__Materials provided__:
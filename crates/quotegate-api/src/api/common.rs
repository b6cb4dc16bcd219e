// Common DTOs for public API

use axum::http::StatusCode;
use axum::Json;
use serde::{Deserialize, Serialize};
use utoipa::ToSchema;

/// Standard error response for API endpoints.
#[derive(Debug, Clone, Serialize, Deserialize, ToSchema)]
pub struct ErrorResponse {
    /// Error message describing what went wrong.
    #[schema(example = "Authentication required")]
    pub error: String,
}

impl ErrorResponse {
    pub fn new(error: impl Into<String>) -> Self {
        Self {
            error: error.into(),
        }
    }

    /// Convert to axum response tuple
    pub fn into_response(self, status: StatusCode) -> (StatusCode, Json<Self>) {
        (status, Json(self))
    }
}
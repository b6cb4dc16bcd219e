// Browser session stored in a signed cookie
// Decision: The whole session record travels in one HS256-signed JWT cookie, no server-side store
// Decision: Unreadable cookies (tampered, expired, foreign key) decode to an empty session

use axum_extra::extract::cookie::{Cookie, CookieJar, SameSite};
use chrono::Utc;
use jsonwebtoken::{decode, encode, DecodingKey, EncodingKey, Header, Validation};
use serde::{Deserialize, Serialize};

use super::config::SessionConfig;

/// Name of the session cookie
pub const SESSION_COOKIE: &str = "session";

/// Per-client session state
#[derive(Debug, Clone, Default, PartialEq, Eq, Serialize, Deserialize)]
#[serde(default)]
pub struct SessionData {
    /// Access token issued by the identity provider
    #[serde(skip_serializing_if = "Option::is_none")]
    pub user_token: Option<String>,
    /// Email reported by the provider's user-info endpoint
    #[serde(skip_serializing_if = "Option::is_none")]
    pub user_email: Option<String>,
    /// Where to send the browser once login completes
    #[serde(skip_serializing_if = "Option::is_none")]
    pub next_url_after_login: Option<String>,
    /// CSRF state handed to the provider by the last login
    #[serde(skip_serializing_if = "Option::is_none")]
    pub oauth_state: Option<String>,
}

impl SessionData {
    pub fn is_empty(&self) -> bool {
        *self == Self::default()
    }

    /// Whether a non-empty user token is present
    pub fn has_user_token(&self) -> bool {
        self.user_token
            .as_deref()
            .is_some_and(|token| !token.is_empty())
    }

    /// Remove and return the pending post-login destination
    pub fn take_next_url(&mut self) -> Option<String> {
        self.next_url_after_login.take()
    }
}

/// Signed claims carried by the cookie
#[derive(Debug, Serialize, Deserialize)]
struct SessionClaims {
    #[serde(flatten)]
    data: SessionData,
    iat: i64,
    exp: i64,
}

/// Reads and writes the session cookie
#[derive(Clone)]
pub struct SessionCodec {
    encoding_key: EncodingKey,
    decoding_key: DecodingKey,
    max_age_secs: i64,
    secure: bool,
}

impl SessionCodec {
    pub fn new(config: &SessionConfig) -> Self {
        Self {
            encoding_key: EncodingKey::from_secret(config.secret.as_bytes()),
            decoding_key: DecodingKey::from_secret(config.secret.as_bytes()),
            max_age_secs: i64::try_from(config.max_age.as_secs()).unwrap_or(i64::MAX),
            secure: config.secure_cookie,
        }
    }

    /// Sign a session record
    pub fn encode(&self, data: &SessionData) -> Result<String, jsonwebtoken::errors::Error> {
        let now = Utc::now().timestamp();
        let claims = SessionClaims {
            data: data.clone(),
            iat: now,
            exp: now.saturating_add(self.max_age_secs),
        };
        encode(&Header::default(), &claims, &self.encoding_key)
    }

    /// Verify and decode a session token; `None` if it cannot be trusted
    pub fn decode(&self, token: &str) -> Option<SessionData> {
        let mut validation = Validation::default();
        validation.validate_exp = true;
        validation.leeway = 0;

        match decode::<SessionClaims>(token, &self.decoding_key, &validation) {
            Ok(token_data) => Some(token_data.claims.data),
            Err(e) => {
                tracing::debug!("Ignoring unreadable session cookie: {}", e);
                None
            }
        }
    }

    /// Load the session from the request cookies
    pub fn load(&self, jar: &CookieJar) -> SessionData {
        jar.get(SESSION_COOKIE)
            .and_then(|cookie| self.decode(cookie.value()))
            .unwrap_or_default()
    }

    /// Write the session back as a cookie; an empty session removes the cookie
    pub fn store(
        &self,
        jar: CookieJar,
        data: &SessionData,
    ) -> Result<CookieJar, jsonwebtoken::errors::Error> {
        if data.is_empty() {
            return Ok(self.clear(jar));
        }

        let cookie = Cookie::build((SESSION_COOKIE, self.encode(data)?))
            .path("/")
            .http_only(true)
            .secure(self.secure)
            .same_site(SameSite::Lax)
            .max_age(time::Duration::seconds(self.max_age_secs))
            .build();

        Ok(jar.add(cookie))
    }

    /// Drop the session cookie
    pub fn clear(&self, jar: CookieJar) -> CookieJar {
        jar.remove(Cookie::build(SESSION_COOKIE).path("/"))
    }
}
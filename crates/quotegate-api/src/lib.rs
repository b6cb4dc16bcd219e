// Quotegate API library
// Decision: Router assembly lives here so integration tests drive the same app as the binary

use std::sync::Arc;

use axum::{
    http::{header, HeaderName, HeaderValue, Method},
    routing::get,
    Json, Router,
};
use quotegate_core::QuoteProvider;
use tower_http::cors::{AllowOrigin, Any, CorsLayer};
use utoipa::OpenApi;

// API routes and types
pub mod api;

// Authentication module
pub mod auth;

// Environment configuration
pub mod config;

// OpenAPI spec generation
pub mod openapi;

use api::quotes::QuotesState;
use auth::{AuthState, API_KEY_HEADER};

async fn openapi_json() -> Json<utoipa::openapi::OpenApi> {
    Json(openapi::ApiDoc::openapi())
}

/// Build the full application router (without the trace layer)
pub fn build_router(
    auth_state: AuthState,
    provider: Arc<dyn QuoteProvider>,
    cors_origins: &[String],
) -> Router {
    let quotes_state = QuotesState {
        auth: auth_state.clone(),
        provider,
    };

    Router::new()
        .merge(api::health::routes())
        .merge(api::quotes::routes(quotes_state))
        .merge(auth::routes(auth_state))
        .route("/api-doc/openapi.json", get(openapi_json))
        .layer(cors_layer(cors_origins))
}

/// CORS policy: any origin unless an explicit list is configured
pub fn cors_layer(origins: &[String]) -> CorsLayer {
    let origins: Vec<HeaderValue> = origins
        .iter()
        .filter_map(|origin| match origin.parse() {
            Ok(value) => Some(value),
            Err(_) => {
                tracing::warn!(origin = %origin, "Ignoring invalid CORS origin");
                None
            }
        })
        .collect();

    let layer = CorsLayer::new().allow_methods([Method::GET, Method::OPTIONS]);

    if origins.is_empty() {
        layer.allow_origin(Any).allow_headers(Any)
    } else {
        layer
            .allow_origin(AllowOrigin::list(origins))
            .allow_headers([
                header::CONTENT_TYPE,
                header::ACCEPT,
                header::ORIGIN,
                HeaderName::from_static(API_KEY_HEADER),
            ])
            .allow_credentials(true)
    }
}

__Description of the task__: Each line above from the one with "pub fn clear(&self, jar: CookieJar)" up to and including the one with "Quotegate API library" must be set down exactly, and no line outside that span may appear.

__Result of this exercise__:
    pub fn clear(&self, jar: CookieJar) -> CookieJar {
        jar.remove(Cookie::build(SESSION_COOKIE).path("/"))
    }
}
filename crates/quotegate-api/src/lib.rs
repository b6cb4dc16bcd219e
// Quotegate API library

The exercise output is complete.